Commenting on the relationship between Gateways Music Festival and the Eastman School of Music, Jamal Rossi, Joan and Martin Messinger Dean of the Eastman School of Music, said “Eastman’s association with Gateways Music Festival is of great importance to the School, the University, and the Greater Rochester community. As Eastman celebrates its Centennial, we are thrilled that Gateways will return to Rochester in 2022 and excited to support this amazing opportunity to present the Gateways musicians to New York City audiences.”
A Rochester Friends of Gateways tour is planned for fans who want to attend the New York City events and will include tickets to all public New York City events, a special donor reception and sightseeing.
A full schedule, including information about purchasing tickets for both the Rochester and New York portions of the Festival, is available on the Festival’s website at www.gatewaysmusicfestival.org. Subscription tickets for the Carnegie Hall concert are available starting June 8, 2021 and single tickets are available in late August, both available at www.carnegiehall.org/events. Subscription and single tickets for the Kodak Hall concert are available in late August at the Eastman Theatre website .
About Gateways Music Festival
The mission of Gateways Music Festival is to connect and support professional classical musicians of African descent and enlighten and inspire communities through the power of performance. Founded in 1993 by concert pianist and former Eastman School of Music associate professor Armenta Hummings Dumisani, Gateways brings 125 select musicians to Rochester, New York, from across the United States and beyond for more than 50 performances at concert halls and community venues throughout the region. In May 2016, Gateways Music Festival formally associated with the Eastman School of Music, a Festival partner since 1995.
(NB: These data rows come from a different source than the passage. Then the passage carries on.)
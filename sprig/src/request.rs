//! Request handle and parameter collection.

use axum::body::Bytes;
use axum::http::{self, header, HeaderMap};
use serde::de::DeserializeOwned;
use serde_json::Value;
use sprig_common::{Method, Params};

use crate::error::Result;

/// The inbound request as seen by handlers.
#[derive(Debug)]
pub struct Request {
    inner: http::Request<Bytes>,
}

impl Request {
    pub fn new(inner: http::Request<Bytes>) -> Self {
        Self { inner }
    }

    /// The request verb, if it is one routes can be declared for.
    ///
    /// HTTP method tokens are case-sensitive: `get` is not `GET`.
    pub fn method(&self) -> Option<Method> {
        let token = self.inner.method().as_str();
        Method::ALL.into_iter().find(|m| m.as_str() == token)
    }

    pub fn http_method(&self) -> &http::Method {
        self.inner.method()
    }

    pub fn path(&self) -> &str {
        self.inner.uri().path()
    }

    pub fn query(&self) -> Option<&str> {
        self.inner.uri().query()
    }

    pub fn headers(&self) -> &HeaderMap {
        self.inner.headers()
    }

    pub fn header(&self, name: &str) -> Option<&str> {
        self.inner.headers().get(name).and_then(|v| v.to_str().ok())
    }

    /// Media type without parameters, lowercased.
    pub fn content_type(&self) -> Option<String> {
        self.header(header::CONTENT_TYPE.as_str()).map(|ct| {
            ct.split(';')
                .next()
                .unwrap_or_default()
                .trim()
                .to_ascii_lowercase()
        })
    }

    pub fn is_json(&self) -> bool {
        self.content_type().as_deref() == Some("application/json")
    }

    pub fn body(&self) -> &Bytes {
        self.inner.body()
    }

    /// Deserialize the body as JSON.
    pub fn json<T: DeserializeOwned>(&self) -> Result<T> {
        Ok(serde_json::from_slice(self.inner.body())?)
    }

    /// Query and body parameters merged; body values win, and within one
    /// source the last occurrence of a key wins.
    pub fn params(&self) -> Params {
        let mut params = Params::new();
        if let Some(query) = self.query() {
            params.extend(url::form_urlencoded::parse(query.as_bytes()).into_owned());
        }

        match self.content_type().as_deref() {
            Some("application/x-www-form-urlencoded") => {
                params.extend(url::form_urlencoded::parse(self.body()).into_owned());
            }
            Some("application/json") => {
                if let Ok(Value::Object(map)) = serde_json::from_slice::<Value>(self.body()) {
                    params.extend(map.into_iter().filter_map(|(k, v)| match v {
                        Value::String(s) => Some((k, s)),
                        Value::Number(n) => Some((k, n.to_string())),
                        Value::Bool(b) => Some((k, b.to_string())),
                        _ => None,
                    }));
                }
            }
            _ => {}
        }
        params
    }
}

#[cfg(test)]
mod tests {
    use super::*;

    fn request(method: &str, uri: &str, content_type: Option<&str>, body: &str) -> Request {
        let mut builder = http::Request::builder().method(method).uri(uri);
        if let Some(ct) = content_type {
            builder = builder.header(header::CONTENT_TYPE, ct);
        }
        Request::new(builder.body(Bytes::from(body.to_string())).unwrap())
    }

    #[test]
    fn test_query_params_last_wins() {
        let req = request("GET", "/search?q=rust&page=1&page=2&x=a%20b", None, "");
        let params = req.params();
        assert_eq!(params["q"], "rust");
        assert_eq!(params["page"], "2");
        assert_eq!(params["x"], "a b");
        assert_eq!(req.method(), Some(Method::Get));
        assert_eq!(req.path(), "/search");
    }

    #[test]
    fn test_form_body_overrides_query() {
        let req = request(
            "POST",
            "/edit?id=1&from=query",
            Some("application/x-www-form-urlencoded; charset=utf-8"),
            "id=2&title=Hello+there",
        );
        let params = req.params();
        assert_eq!(params["id"], "2");
        assert_eq!(params["from"], "query");
        assert_eq!(params["title"], "Hello there");
    }

    #[test]
    fn test_json_body_scalars() {
        let req = request(
            "PUT",
            "/item",
            Some("application/json"),
            r#"{"name":"lamp","qty":3,"ok":true,"tags":["a"]}"#,
        );
        assert!(req.is_json());
        let params = req.params();
        assert_eq!(params["name"], "lamp");
        assert_eq!(params["qty"], "3");
        assert_eq!(params["ok"], "true");
        assert!(!params.contains_key("tags"));

        let value: Value = req.json().unwrap();
        assert_eq!(value["tags"][0], "a");
    }

    #[test]
    fn test_unknown_method() {
        let req = request("TRACE", "/", None, "");
        assert_eq!(req.method(), None);
    }

    #[test]
    fn test_method_is_case_sensitive() {
        assert_eq!(request("GET", "/", None, "").method(), Some(Method::Get));
        assert_eq!(request("get", "/", None, "").method(), None);
        assert_eq!(request("Post", "/", None, "").method(), None);
    }
}
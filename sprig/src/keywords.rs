//! The keyword set: terse route, attribute and lifecycle declarations.
//!
//! Every keyword resolves the application through a [`Holder`] at call
//! time. The free functions use the process-wide holder; [`Keywords`] binds
//! the same set to any holder.
//!
//! ```no_run
//! use sprig::prelude::*;
//!
//! fn main() -> sprig::Result<()> {
//!     activate!(Options::new())?;
//!
//!     get("/person/:name", |ctx: &mut Context| {
//!         Ok(format!("Hello {}", ctx.named("name").unwrap_or_default()))
//!     })?;
//!     post(([Method::Post], "/edit/:id"), "save")?;
//!     handler("save", |ctx: &mut Context| Ok(format!("saved {}", ctx.named("id").unwrap_or_default())))?;
//!
//!     let _entry = run()?;
//!     Ok(())
//! }
//! ```

use std::any::Any;
use std::sync::Arc;

use serde_json::Value;
use sprig_common::Method;

use crate::app::{App, Options};
use crate::attr::Attr;
use crate::context::Context;
use crate::entry::Entry;
use crate::error::Result;
use crate::holder::Holder;
use crate::logging::APP_TARGET;
use crate::route::{Handler, HandlerResult, IntoDestination, PathSpec, Reply, RouteEntry};

/// The keyword set bound to one holder.
#[derive(Clone, Copy)]
pub struct Keywords<'h> {
    holder: &'h Holder,
}

impl Keywords<'static> {
    /// Keywords bound to the process-wide holder.
    pub fn global() -> Self {
        Keywords {
            holder: Holder::global(),
        }
    }
}

impl<'h> Keywords<'h> {
    pub fn bind(holder: &'h Holder) -> Self {
        Keywords { holder }
    }

    /// Initialize the holder's application and return the bound keywords.
    ///
    /// `base` becomes the namespace for named destinations.
    pub fn activate(holder: &'h Holder, options: Options, base: &str) -> Result<Self> {
        holder.initialize(options, base)?;
        Ok(Keywords { holder })
    }

    pub fn app(&self) -> Result<Arc<App>> {
        self.holder.current()
    }

    /// Declare a route. A bare path answers to every verb.
    pub fn route<M>(&self, spec: impl Into<PathSpec>, to: impl IntoDestination<M>) -> Result<()> {
        let entry = RouteEntry::normalize(spec.into(), to.into_destination())?;
        self.app()?.add_route(entry)
    }

    fn route_for<M>(
        &self,
        method: Method,
        spec: impl Into<PathSpec>,
        to: impl IntoDestination<M>,
    ) -> Result<()> {
        let entry = RouteEntry::normalize_for(method, spec.into(), to.into_destination())?;
        self.app()?.add_route(entry)
    }

    pub fn get<M>(&self, spec: impl Into<PathSpec>, to: impl IntoDestination<M>) -> Result<()> {
        self.route_for(Method::Get, spec, to)
    }

    pub fn post<M>(&self, spec: impl Into<PathSpec>, to: impl IntoDestination<M>) -> Result<()> {
        self.route_for(Method::Post, spec, to)
    }

    pub fn put<M>(&self, spec: impl Into<PathSpec>, to: impl IntoDestination<M>) -> Result<()> {
        self.route_for(Method::Put, spec, to)
    }

    /// Register a handler that named destinations can refer to.
    pub fn handler<F, R>(&self, name: &str, f: F) -> Result<()>
    where
        F: Fn(&mut Context) -> HandlerResult<R> + Send + Sync + 'static,
        R: Into<Reply>,
    {
        self.app()?.register_handler(name, Handler::new(f))
    }

    /// Declare an attribute; see [`Attr::value`] and [`Attr::lazy`].
    pub fn attr(&self, name: &str, attr: Attr) -> Result<()> {
        self.app()?.declare_attr(name, attr)
    }

    /// Read an attribute.
    pub fn attr_value<T: Any + Send + Sync>(&self, name: &str) -> Result<Arc<T>> {
        self.app()?.attr(name)
    }

    /// A configuration value passed at activation.
    pub fn config(&self, key: &str) -> Result<Option<Value>> {
        Ok(self.app()?.config(key).cloned())
    }

    /// Freeze the declarations into an executable entry point.
    pub fn run(&self) -> Result<Entry> {
        Ok(self.app()?.run())
    }
}

/// Activate the process-wide application with an explicit base namespace.
pub fn activate_with_base(options: Options, base: &str) -> Result<Keywords<'static>> {
    Keywords::activate(Holder::global(), options, base)
}

/// Activate the process-wide application; the calling module becomes the
/// base namespace for named destinations.
#[macro_export]
macro_rules! activate {
    () => {
        $crate::keywords::activate_with_base($crate::Options::new(), module_path!())
    };
    ($options:expr) => {
        $crate::keywords::activate_with_base($options, module_path!())
    };
}

pub fn app() -> Result<Arc<App>> {
    Keywords::global().app()
}

pub fn route<M>(spec: impl Into<PathSpec>, to: impl IntoDestination<M>) -> Result<()> {
    Keywords::global().route(spec, to)
}

pub fn get<M>(spec: impl Into<PathSpec>, to: impl IntoDestination<M>) -> Result<()> {
    Keywords::global().get(spec, to)
}

pub fn post<M>(spec: impl Into<PathSpec>, to: impl IntoDestination<M>) -> Result<()> {
    Keywords::global().post(spec, to)
}

pub fn put<M>(spec: impl Into<PathSpec>, to: impl IntoDestination<M>) -> Result<()> {
    Keywords::global().put(spec, to)
}

pub fn handler<F, R>(name: &str, f: F) -> Result<()>
where
    F: Fn(&mut Context) -> HandlerResult<R> + Send + Sync + 'static,
    R: Into<Reply>,
{
    Keywords::global().handler(name, f)
}

pub fn attr(name: &str, attr: Attr) -> Result<()> {
    Keywords::global().attr(name, attr)
}

pub fn config(key: &str) -> Result<Option<Value>> {
    Keywords::global().config(key)
}

pub fn run() -> Result<Entry> {
    Keywords::global().run()
}

pub fn debug(message: &str) {
    tracing::debug!(target: APP_TARGET, "{}", message);
}

pub fn error(message: &str) {
    tracing::error!(target: APP_TARGET, "{}", message);
}
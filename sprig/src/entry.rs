//! The executable entry point produced by `run()`.

use std::net::SocketAddr;
use std::sync::Arc;

use axum::body::{to_bytes, Body, Bytes};
use axum::extract::{Request as AxumRequest, State};
use axum::http::{self, StatusCode};
use axum::response::{IntoResponse, Response as AxumResponse};
use axum::{middleware, Router};
use tokio::net::TcpListener;
use tower_http::trace::TraceLayer;

use crate::app::App;
use crate::context::Context;
use crate::error::{error_body, Error};
use crate::logging::request_logger;
use crate::request::Request;
use crate::response::Response;
use crate::route::{Destination, RouteEntry, RouteSummary};

/// Largest request body buffered before dispatch.
pub const BODY_LIMIT: usize = 2 * 1024 * 1024;

/// A frozen application, callable once per request.
#[derive(Clone)]
pub struct Entry {
    app: Arc<App>,
    routes: Arc<[RouteEntry]>,
}

impl Entry {
    pub(crate) fn new(app: Arc<App>, routes: Arc<[RouteEntry]>) -> Self {
        Self { app, routes }
    }

    pub fn app(&self) -> &Arc<App> {
        &self.app
    }

    pub fn routes(&self) -> &[RouteEntry] {
        &self.routes
    }

    pub fn summary(&self) -> Vec<RouteSummary> {
        self.routes.iter().map(RouteEntry::summary).collect()
    }

    /// Dispatch one request to the first matching route.
    pub fn call(&self, request: http::Request<Bytes>) -> http::Response<Bytes> {
        let request = Request::new(request);
        let method = request.method();
        let path = request.path().to_string();

        let matched = method.and_then(|method| {
            self.routes
                .iter()
                .find_map(|route| route.matches(method, &path).map(|named| (route, named)))
        });

        let Some((route, named)) = matched else {
            tracing::debug!(method = %request.http_method(), path = %path, "No route matched");
            return Response::error(StatusCode::NOT_FOUND, &error_body("not_found", "Not Found"))
                .into_http();
        };

        let mut ctx = Context::new(self.app.clone(), request, named);
        let span = tracing::debug_span!(
            "dispatch",
            request_id = %ctx.id(),
            pattern = %route.pattern,
            destination = %route.destination.label()
        );
        let _guard = span.enter();

        let handler = match &route.destination {
            Destination::Handler(handler) => handler.clone(),
            Destination::Named(name) => match self.app.namespace().resolve(name) {
                Ok(handler) => handler,
                Err(e) => return failure(e),
            },
        };

        match handler.call(&mut ctx) {
            Ok(reply) => {
                let mut response = ctx.into_response();
                match response.apply(reply) {
                    Ok(()) => response.into_http(),
                    Err(e) => failure(e),
                }
            }
            Err(e) => match e.downcast::<Error>() {
                Ok(e) => failure(*e),
                Err(e) => {
                    tracing::error!(error = %e, "Handler failed");
                    Response::error(
                        StatusCode::INTERNAL_SERVER_ERROR,
                        &error_body("handler", &e.to_string()),
                    )
                    .into_http()
                }
            },
        }
    }

    /// An axum router sending every request through [`Entry::call`].
    pub fn router(&self) -> Router {
        Router::new()
            .fallback(dispatch)
            .with_state(self.clone())
            .layer(middleware::from_fn(request_logger))
            .layer(TraceLayer::new_for_http())
    }
}

fn failure(error: Error) -> http::Response<Bytes> {
    tracing::error!(error = %error, "Request failed");
    let (status, error_type) = error.status();
    Response::error(status, &error_body(error_type, &error.to_string())).into_http()
}

async fn dispatch(State(entry): State<Entry>, request: AxumRequest) -> AxumResponse {
    let (parts, body) = request.into_parts();
    let body = match to_bytes(body, BODY_LIMIT).await {
        Ok(body) => body,
        Err(e) => {
            tracing::warn!(error = %e, "Rejected request body");
            return (StatusCode::PAYLOAD_TOO_LARGE, e.to_string()).into_response();
        }
    };
    let request = http::Request::from_parts(parts, body);

    match tokio::task::spawn_blocking(move || entry.call(request)).await {
        Ok(response) => response.map(Body::from),
        Err(e) => {
            tracing::error!(error = %e, "Dispatch task failed");
            StatusCode::INTERNAL_SERVER_ERROR.into_response()
        }
    }
}

/// Serve `entry` on `addr` until the server stops.
pub async fn serve(entry: Entry, addr: SocketAddr) -> std::io::Result<()> {
    let listener = TcpListener::bind(addr).await?;
    tracing::info!("Listening on {}", listener.local_addr()?);
    axum::serve(listener, entry.router()).await
}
Gateways Black Lives Matter Statement. Gateways’ board of directors and musicians released a Black Lives Matters statement in support of the movement and to encourage charitable foundations, corporations, and governmental agencies to increase their financial support for organizations led by and serving Black classical musicians.
About the Eastman School of Music
The Eastman School of Music was founded in 1921 by industrialist and philanthropist George Eastman (1854-1932), founder of Eastman Kodak Company. It was the first professional school of the University of Rochester. Mr. Eastman’s dream was that his school would provide a broad education in the liberal arts as well as superb musical training. The current dean is Jamal Rossi, appointed in 2014.
More than 900 students are enrolled in the Collegiate Division of the Eastman School of Music—about 500 undergraduates and 400 graduate students. They come from almost every state, and approximately 23 percent are from other countries. They are taught by a faculty comprised of more than 130 highly regarded performers, composers, conductors, scholars, and educators. They are Pulitzer Prize winners, Grammy winners, Emmy Winners, Guggenheim Fellows, ASCAP Award recipients, published authors, recording artists, and acclaimed musicians who have performed in the world’s greatest concert halls. Each year, Eastman’s students, faculty members, and guest artists present more than 900 concerts to the Rochester community. Additionally, more than 1,500 members of the Rochester community, from young children through senior citizens, are enrolled in the Eastman Community Music School.